Ворон — мерин. Злой, драчливый. Тоже вороной. Но у Маруськи шерсть немного дымчатая, а у него блестящая. Ко мне он не желает привыкнуть. Зайдёшь в стойло, кладёт уши, скалит крупные зубы, перебирает задними ногами.
— Но, но! — кричу я басом. — Повертись у меня!
Отвязываю повод. Ворон тычет губами мне в плечо. Трогает зубами.
— Укуси, укуси, — говорю я, — я тебе укушу!
Ворон обдаёт меня своим дыханием. Почуяв свободу, резко поворачивается. Рысью выбегает во двор.
Отдельно от Маруськи и Ворона стоит кобылка Зорька — гнедая кавалерийская лошадь донской породы. Она высокая, тонконогая, поджарая. Её прислали в КЭЧ с больным копытом. Целую зиму отец лечил её. Приводил ветеринара. Наконец старое копыто сошло, остатки его ветеринар срезал.

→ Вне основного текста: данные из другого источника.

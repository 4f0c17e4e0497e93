//! One-dimensional vertical motion under gravity, and the floor bounce.
//!
//! State layout: `[y, vy]`.

use std::convert::Infallible;

use glam::DVec3;
use kinetic_core::{CollisionPolicy, Correction, Dynamics};
use uom::si::{
    acceleration::meter_per_second_squared,
    f64::{Acceleration, Length},
    length::meter,
};

use crate::{
    ConfigError,
    error::{finite, positive},
};

/// Clearance above the floor applied after a bounce, in meters.
pub const DEFAULT_CLEARANCE: f64 = 1e-5;

/// Uniform gravity along `-y`.
#[derive(Debug, Clone, Copy, PartialEq)]
pub struct Fall {
    gravity: f64,
}

impl Fall {
    /// # Errors
    ///
    /// Returns an error if `gravity` is not finite.
    pub fn new(gravity: Acceleration) -> Result<Self, ConfigError> {
        Ok(Self {
            gravity: finite("gravity", gravity.value)?,
        })
    }

    /// Creates fall dynamics with gravity in SI units (m/s²).
    ///
    /// # Errors
    ///
    /// Returns an error if `gravity` is not finite.
    pub fn from_si(gravity: f64) -> Result<Self, ConfigError> {
        Self::new(Acceleration::new::<meter_per_second_squared>(gravity))
    }

    #[must_use]
    pub fn gravity(&self) -> f64 {
        self.gravity
    }
}

impl Dynamics<2> for Fall {
    type Neighbors = ();
    type Error = Infallible;

    fn derivative(&self, _time: f64, y: &[f64; 2], _: &()) -> Result<[f64; 2], Infallible> {
        Ok([y[1], -self.gravity])
    }

    fn position(&self, y: &[f64; 2]) -> DVec3 {
        DVec3::new(0.0, y[0], 0.0)
    }
}

/// Elastic bounce off the floor at `y = 0`.
///
/// A ball released from rest at `drop_height` reaches the floor with speed
/// `√(2·g·h)`. On contact the ball is placed `clearance` above the floor and
/// launched upward at that speed, so every bounce returns to the drop height
/// regardless of how far the integrator overshot the floor.
#[derive(Debug, Clone, Copy, PartialEq)]
pub struct Bounce {
    clearance: f64,
    rebound_speed: f64,
}

impl Bounce {
    /// Creates a bounce for a ball dropped from rest.
    ///
    /// # Errors
    ///
    /// Returns an error if `drop_height` or `gravity` is not positive.
    pub fn new(drop_height: Length, gravity: Acceleration) -> Result<Self, ConfigError> {
        let height = positive("drop height", drop_height.value)?;
        let gravity = positive("gravity", gravity.value)?;

        Ok(Self {
            clearance: DEFAULT_CLEARANCE,
            rebound_speed: (2.0 * gravity * height).sqrt(),
        })
    }

    /// Creates a bounce from SI values (m and m/s²).
    ///
    /// # Errors
    ///
    /// Returns an error if `drop_height` or `gravity` is not positive.
    pub fn from_si(drop_height: f64, gravity: f64) -> Result<Self, ConfigError> {
        Self::new(
            Length::new::<meter>(drop_height),
            Acceleration::new::<meter_per_second_squared>(gravity),
        )
    }

    /// Sets the post-bounce clearance above the floor.
    ///
    /// # Errors
    ///
    /// Returns an error if `clearance` is not positive.
    pub fn with_clearance(mut self, clearance: Length) -> Result<Self, ConfigError> {
        self.clearance = positive("clearance", clearance.value)?;
        Ok(self)
    }

    #[must_use]
    pub fn clearance(&self) -> f64 {
        self.clearance
    }

    #[must_use]
    pub fn rebound_speed(&self) -> f64 {
        self.rebound_speed
    }
}

impl CollisionPolicy<2> for Bounce {
    fn is_collision(&self, state: &[f64; 2]) -> bool {
        state[0] <= 0.0
    }

    fn respond(&self, _state: &[f64; 2], time: f64) -> Correction<2> {
        Correction {
            state: [self.clearance, self.rebound_speed],
            time,
        }
    }
}

#[cfg(test)]
mod tests {
    use super::*;

    use approx::assert_relative_eq;

    #[test]
    fn rebound_speed_conserves_energy() {
        let bounce = Bounce::from_si(100.0, 9.8).unwrap();
        assert_relative_eq!(bounce.rebound_speed(), (2.0 * 9.8 * 100.0_f64).sqrt());
        assert_eq!(bounce.clearance(), DEFAULT_CLEARANCE);
    }

    #[test]
    fn floor_contact_is_detected_at_or_below_zero() {
        let bounce = Bounce::from_si(1.0, 9.8).unwrap();
        assert!(bounce.is_collision(&[0.0, -1.0]));
        assert!(bounce.is_collision(&[-0.2, -1.0]));
        assert!(!bounce.is_collision(&[1e-9, -1.0]));
    }

    #[test]
    fn correction_clears_the_floor() {
        let bounce = Bounce::from_si(100.0, 9.8)
            .unwrap()
            .with_clearance(Length::new::<meter>(0.01))
            .unwrap();

        let corrected = bounce.respond(&[-0.3, -44.0], 4.5);

        assert_eq!(corrected.state, [0.01, bounce.rebound_speed()]);
        assert_eq!(corrected.time, 4.5);
        assert!(!bounce.is_collision(&corrected.state));
    }

    #[test]
    fn rejects_non_positive_inputs() {
        assert_eq!(
            Bounce::from_si(0.0, 9.8),
            Err(ConfigError::NonPositive("drop height"))
        );
        assert_eq!(
            Bounce::from_si(10.0, -9.8),
            Err(ConfigError::NonPositive("gravity"))
        );
        assert_eq!(Fall::from_si(f64::INFINITY), Err(ConfigError::NonFinite("gravity")));
    }

    #[test]
    fn fall_rate() {
        let fall = Fall::from_si(9.8).unwrap();
        assert_eq!(fall.derivative(0.0, &[10.0, 2.0], &()).unwrap(), [2.0, -9.8]);
    }
}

И Зорька выздоровела. К упряжке ещё не привыкла. Может понести во всю прыть и вдруг остановиться. Бьёт копытами оглобли, передок телеги. А хомут ненавидит. Заметит, что к ней идут с хомутом, задрожит вся мелкой дрожью, вскинется на дыбы и начнёт носиться по двору. А если выскочит на улицу, наклонит голову, повернёт её как-то в сторону, помчится галопом куда глаза глядят. Но сядешь на неё верхом — ах, какая прелесть! Вскинет голову, подтянется, танцует на месте. Хребет у неё не торчит, спина круглая. Без седла не больно сидеть.